Jehovah's Witnesses who refuse blood transfusions after cardiac surgery at no greater health risk
(CBS News) New research shows that Jehovah's Witnesses who refuse blood transfusions after cardiac surgery are at no greater health risks than people who undergo the procedure.
The study, which was published in the Archives of Internal Medicine on July 2, intended to look at patients who do not undergo blood transfusions after cardiac surgery. Because Jehovah's Witnesses believe on religious grounds that they are not supposed to ingest the blood of another, they made ideal test subjects.
The study looked at 48,986 non-Witnesses who had blood transfusions and 322 Witnesses who refused to have blood transfusions who all underwent cardiac surgery between 1983 to 2011. After matching the patients up by similar cases, researchers found both groups had similar risks for dying at the hospital. However, Witnesses had lower chances of having additional operations for bleeding, renal failure and sepsis compared with non-Witnesses who received transfusions.
"It behooves us to examine more closely some Jehovah Witness processes of care and implement them in our routine surgeries," study author Dr. Colleen Koch, a cardiothoracic anesthesiologist at Cleveland Clinic in Ohio, said to HealthDay.
Witnesses spent less time in the intensive care unit and less time in the hospital than the other group. They also had higher survival rates compared to the people who were non-witnesses at 95 percent and 89 percent respectively. Both groups had close 20-year survival rates (34 percent versus 32 percent).
According to the Mayo Clinic, blood transfusions can cause a number of health complications, including allergic reactions, fevers, lung injury, spread of bloodborne infections and acute immune hemolytic reaction - a rare transfusion reaction in which a person's body attacks the new blood because it's not the proper type. But, HealthDay points out that screening techniques introduced in the 1990s have made it safer than it previously was.
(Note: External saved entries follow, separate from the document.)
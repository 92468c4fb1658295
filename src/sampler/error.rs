use thiserror::Error;

/// Opening (or re-opening) a session failed.
#[derive(Debug, Error)]
pub enum ConnectionError {
    #[error("failed to connect to database {database} at server {host}: {reason}")]
    Connect {
        host: String,
        database: String,
        reason: String,
    },

    #[error("timed out after {timeout_secs}s connecting to database {database} at server {host}")]
    Timeout {
        host: String,
        database: String,
        timeout_secs: u64,
    },

    #[error("connected to {host} but could not determine server version: {reason}")]
    Handshake { host: String, reason: String },
}

#[derive(Debug, Error)]
pub enum QueryError {
    /// The server refused the statement (syntax, privileges, unknown table).
    #[error("failed to execute query `{query}`: {reason}")]
    Rejected { query: String, reason: String },

    /// The statement ran but its result could not be fetched or decoded.
    #[error("failed to store result of query `{query}`: {reason}")]
    Materialize { query: String, reason: String },
}

/// The result does not have the shape the classifier relies on.
#[derive(Debug, Error, PartialEq, Eq)]
pub enum SchemaError {
    #[error("`{query}` did not return any rows")]
    NoRows { query: &'static str },

    #[error("`{query}` returned {actual} columns, at least {expected} are required")]
    TooFewColumns {
        query: &'static str,
        expected: usize,
        actual: usize,
    },
}

/// Failure of one sub-query within a cycle.
#[derive(Debug, Error)]
pub enum SampleError {
    #[error(transparent)]
    Query(#[from] QueryError),

    #[error(transparent)]
    Schema(#[from] SchemaError),
}

/// Failure that ends a cycle early.
#[derive(Debug, Error)]
pub enum CycleError {
    #[error(transparent)]
    Connection(#[from] ConnectionError),

    #[error("status query failed: {0}")]
    Status(#[source] QueryError),
}

impl CycleError {
    /// Phase label used in logs and self-monitoring metrics.
    #[must_use]
    pub const fn phase(&self) -> &'static str {
        match self {
            Self::Connection(_) => "connect",
            Self::Status(_) => "status",
        }
    }
}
Transfusion is typically ordered because of the risk of anemia - which the National Institutes of Health defines as a condition where the body does not have enough red blood cells. Anemia can cause the person to feel tired or weak, have headaches and shortness of breath, as well as problems concentrating or thinking.
Dr. Victor A. Ferraris, a professor of cardiothoracic surgery at the University of Kentucky, wrote in an accompanying commentary that the study shows that it might do doctors well to look at their own practices.
"The findings of this analysis by Pattakos and colleagues add to the increasing data that suggest that more conservative use of blood transfusions would be in our patients' interest, in both Witnesses and non-Witnesses," he stated.
But, Dr. Gregory Fontana, chair of cardiothoracic surgery at Lenox Hill Hospital in New York City, warns HealthDay that the results don't indicate that we should expand the findings to everyone.
"just because this paper is published, we cannot willy nilly start treating everyone like Jehovah's Witnesses," he told HealthDay. "It does provide further evidence that transfusion with real indication carries a risk that heretofore has been underestimated."